Sunday, January 6, 2008

Alienation, righteous anger, learning and leadership

Righteous anger. Is it OK? That's always a personal decision, but here are some thoughts.

Enablers rarely can do their work well when they have overt enemies. Subtlety is everything. So the leader usually leads a quiet moral life. That is, the leader is discreet. But are they quiet? No.

The leader presses a point but listens to counter-views. A teacher helps the learner to find their own place. So what about agendas? No. Leadership and agenda are mutually exclusive...they must be. The loud who call themselves leaders are from an age past. Use them, avoid them, laugh at them...teach them.

Sometimes a position of disrespect that is violent, angry or outright wrong is encountered. What then? I believe the leader fights it, that is, encounters it. But the leader retires from the fight as soon as it it over. And when is it over? When the constituents can engage with transparency and respect...not when the outcome suits us. In short, do the right thing but judge minimally. Do not avoid judgment, but judge minimally.

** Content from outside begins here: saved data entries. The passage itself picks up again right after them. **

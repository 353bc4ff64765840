//! Use-Cases der Application-Layer-Orchestrierung.

pub mod entities;
pub mod path_editing;
pub mod road_graph;
use crate::app::entity::EntityCategory;
use glam::Vec2;
use scenario_path_engine::{EditorOptions, EntityId};
use serde::Deserialize;
use std::path::PathBuf;

/// App-Intent Events.
/// Intents sind Eingaben aus UI, Replay-Skript oder System ohne direkte Mutationslogik.
#[derive(Debug, Clone, PartialEq, Deserialize)]
#[serde(tag = "intent")]
pub enum AppIntent {
    /// Neue Entität an einer Weltposition platzieren
    PlaceEntityRequested {
        category: EntityCategory,
        world_pos: Vec2,
    },
    /// Entität für die Bearbeitung auswählen
    EntitySelected { entity: EntityId },
    /// Ausgewählte Entität entfernen
    RemoveSelectedEntityRequested,
    /// Kategorie der ausgewählten Entität ändern
    CategoryChangeRequested { category: EntityCategory },
    /// Zeiger bewegt (Vorschau bzw. Geister-Marker)
    PointerMoved { world_pos: Vec2 },
    /// Klick in den Viewport
    PointerClicked { world_pos: Vec2 },
    /// Klick auf den Pfad, bereits in einen Pufferindex übersetzt
    PathClicked { buffer_index: usize },
    /// Drag auf einem Wegpunkt-Marker gestartet
    WaypointDragStarted { world_pos: Vec2 },
    /// Drag-Update
    WaypointDragged { world_pos: Vec2 },
    /// Drag beendet
    WaypointDragEnded,
    /// Ausgewählten Wegpunkt löschen
    DeleteSelectedWaypointRequested,
    /// Zeichnen beenden (Building → Editing)
    FinishPathRequested,
    /// Ausgewählte Entität an eine neue Position verschieben
    EntityMoved { world_pos: Vec2 },
    /// Undo
    UndoRequested,
    /// Redo
    RedoRequested,
    /// Straßengraph aus Datei laden
    RoadGraphLoadRequested { path: PathBuf },
    /// Optionen wurden geändert
    OptionsChanged { options: EditorOptions },
}
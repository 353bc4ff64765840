use super::entity::EntityRegistry;
use super::SelectionState;
use std::sync::Arc;

/// Snapshot reduziert auf die für Undo/Redo relevanten Teile.
///
/// Nutzt Arc-Clone (Copy-on-Write): Das Erstellen eines Snapshots ist O(1),
/// der Klon der Registry findet erst beim nächsten `Arc::make_mut()` statt.
#[derive(Clone)]
pub struct Snapshot {
    /// Entitäten inklusive ihrer Pfade
    pub entities: Arc<EntityRegistry>,
    /// Selektionszustand zum Zeitpunkt des Snapshots
    pub selection: SelectionState,
}

impl Snapshot {
    /// Erstellt einen O(1)-Snapshot durch Arc-Clone statt Deep-Clone.
    pub fn from_state(state: &crate::app::AppState) -> Self {
        Self {
            entities: Arc::clone(&state.entities),
            selection: state.selection.clone(),
        }
    }

    /// Stellt den Snapshot wieder her (O(1) Arc-Zuweisung).
    ///
    /// IDs werden nicht zurückgesetzt; nach Undo vergebene IDs bleiben eindeutig.
    pub fn apply_to(self, state: &mut crate::app::AppState) {
        state.entities = self.entities;
        state.selection = self.selection;
    }
}

/// Einfacher Undo/Redo-Manager mit Snapshotting.
#[derive(Default)]
pub struct EditHistory {
    undo_stack: Vec<Snapshot>,
    redo_stack: Vec<Snapshot>,
    max_depth: usize,
}

impl EditHistory {
    /// Erstellt einen neuen History-Manager mit maximaler Tiefe.
    pub fn new_with_capacity(max_depth: usize) -> Self {
        Self {
            undo_stack: Vec::with_capacity(max_depth),
            redo_stack: Vec::with_capacity(max_depth),
            max_depth,
        }
    }

    /// Speichert einen vorab erstellten Snapshot und verwirft den Redo-Stack.
    pub fn record_snapshot(&mut self, snap: Snapshot) {
        if self.max_depth == 0 {
            return;
        }
        if self.undo_stack.len() >= self.max_depth {
            self.undo_stack.remove(0);
        }
        self.undo_stack.push(snap);
        self.redo_stack.clear();
    }

    /// Prüft ob Undo möglich ist.
    pub fn can_undo(&self) -> bool {
        !self.undo_stack.is_empty()
    }

    /// Prüft ob Redo möglich ist.
    pub fn can_redo(&self) -> bool {
        !self.redo_stack.is_empty()
    }

    /// Anzahl gespeicherter Undo-Schritte.
    pub fn undo_depth(&self) -> usize {
        self.undo_stack.len()
    }

    /// Pop undo stack and push `current` onto redo stack; returns the snapshot to apply.
    pub fn pop_undo_with_current(&mut self, current: Snapshot) -> Option<Snapshot> {
        let prev = self.undo_stack.pop()?;
        if self.redo_stack.len() >= self.max_depth {
            self.redo_stack.remove(0);
        }
        self.redo_stack.push(current);
        Some(prev)
    }

    /// Pop redo stack and push `current` onto undo stack; returns the snapshot to apply.
    pub fn pop_redo_with_current(&mut self, current: Snapshot) -> Option<Snapshot> {
        let next = self.redo_stack.pop()?;
        if self.undo_stack.len() >= self.max_depth {
            self.undo_stack.remove(0);
        }
        self.undo_stack.push(current);
        Some(next)
    }
}
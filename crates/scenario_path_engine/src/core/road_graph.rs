//! Straßengraph mit Knoten, Verbindungen und Snap-Index.
//!
//! Wird einmal aus JSON geladen und danach nur gelesen: der `RoadGraphRouter`
//! nutzt ihn für Snapping und Routing, der Editor authort keine Straßennetze.

use super::{Connection, ConnectionDirection, ConnectionKind};
use super::{NodeMatch, SnapIndex};
use anyhow::{Context, bail};
use glam::Vec2;
use serde::Deserialize;
use std::collections::{HashMap, HashSet};


/// Ein Knoten des Straßengraphen
#[derive(Debug, Clone, Copy, PartialEq)]
pub struct GraphNode {
    /// Eindeutige Knoten-ID
    pub id: u64,
    /// Position in Weltkoordinaten
    pub position: Vec2,
}

impl GraphNode {
    /// Erstellt einen neuen Knoten
    pub fn new(id: u64, position: Vec2) -> Self {
        Self { id, position }
    }
}

/// Unveränderlicher Knoten/Verbindungs-Graph eines Straßennetzes
#[derive(Debug, Clone)]
pub struct RoadGraph {
    nodes: HashMap<u64, GraphNode>,
    connections: Vec<Connection>,
    snap_index: SnapIndex,
}

#[derive(Debug, Deserialize)]
struct GraphFile {
    nodes: Vec<NodeRecord>,
    #[serde(default)]
    connections: Vec<ConnectionRecord>,
}

#[derive(Debug, Deserialize)]
struct NodeRecord {
    id: u64,
    x: f32,
    y: f32,
}

#[derive(Debug, Deserialize)]
struct ConnectionRecord {
    from: u64,
    to: u64,
    #[serde(default)]
    direction: ConnectionDirection,
    #[serde(default)]
    kind: ConnectionKind,
}

impl RoadGraph {
    /// Parst einen Graphen aus JSON.
    ///
    /// Format: `{ "nodes": [{id, x, y}], "connections": [{from, to, direction?, kind?}] }`.
    /// Doppelte Knoten-IDs, doppelte Verbindungen und Verweise auf unbekannte
    /// Knoten werden abgelehnt.
    pub fn from_json(json: &str) -> anyhow::Result<Self> {
        let file: GraphFile =
            serde_json::from_str(json).context("Straßengraph-JSON ist ungültig")?;

        let mut nodes = HashMap::with_capacity(file.nodes.len());
        for record in &file.nodes {
            let node = GraphNode::new(record.id, Vec2::new(record.x, record.y));
            if nodes.insert(record.id, node).is_some() {
                bail!("Knoten-ID {} ist doppelt vergeben", record.id);
            }
        }

        let mut seen = HashSet::with_capacity(file.connections.len());
        let mut connections = Vec::with_capacity(file.connections.len());
        for record in &file.connections {
            let (Some(start), Some(end)) = (nodes.get(&record.from), nodes.get(&record.to))
            else {
                bail!(
                    "Verbindung {} → {} verweist auf unbekannten Knoten",
                    record.from,
                    record.to
                );
            };
            if !seen.insert((record.from, record.to)) {
                bail!("Verbindung {} → {} ist doppelt", record.from, record.to);
            }
            connections.push(Connection::new(
                record.from,
                record.to,
                record.direction,
                record.kind,
                start.position,
                end.position,
            ));
        }

        let snap_index = SnapIndex::build(nodes.values());
        log::info!(
            "Straßengraph geparst: {} Knoten, {} Verbindungen",
            nodes.len(),
            connections.len()
        );
        Ok(Self {
            nodes,
            connections,
            snap_index,
        })
    }

    /// Lädt einen Graphen aus einer JSON-Datei.
    pub fn load_from_file(path: &std::path::Path) -> anyhow::Result<Self> {
        let content = std::fs::read_to_string(path)
            .with_context(|| format!("Straßengraph nicht lesbar: {}", path.display()))?;
        Self::from_json(&content)
    }

    pub fn node(&self, node_id: u64) -> Option<&GraphNode> {
        self.nodes.get(&node_id)
    }

    /// Iterator über alle Knoten (ohne feste Reihenfolge).
    pub fn nodes_iter(&self) -> impl Iterator<Item = &GraphNode> {
        self.nodes.values()
    }

    /// Iterator über alle Verbindungen in Dateireihenfolge.
    pub fn connections_iter(&self) -> impl Iterator<Item = &Connection> {
        self.connections.iter()
    }

    pub fn node_count(&self) -> usize {
        self.nodes.len()
    }

    pub fn connection_count(&self) -> usize {
        self.connections.len()
    }

    /// Nächster Knoten zur Weltposition, unabhängig vom Snap-Radius.
    pub fn nearest_node(&self, query: Vec2) -> Option<NodeMatch> {
        self.snap_index.nearest(query)
    }
}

We learn. Sometimes others have not learned as much though learning is not a single progression, nor is science...it is a collaborative effort not a perspective. This is a great challenge. Where one has learned, learning is almost always esteemed. Where people are very structured and broken, learning will be spurned. Here the leader must be subversive, persistent and very focused on enabling the activists who expand moral actions. What is moral? That question embodies leadership. It usually entails reflection, caution, self-doubt, and humility. But there are no formulas. Where there are formulas, there is no leadership.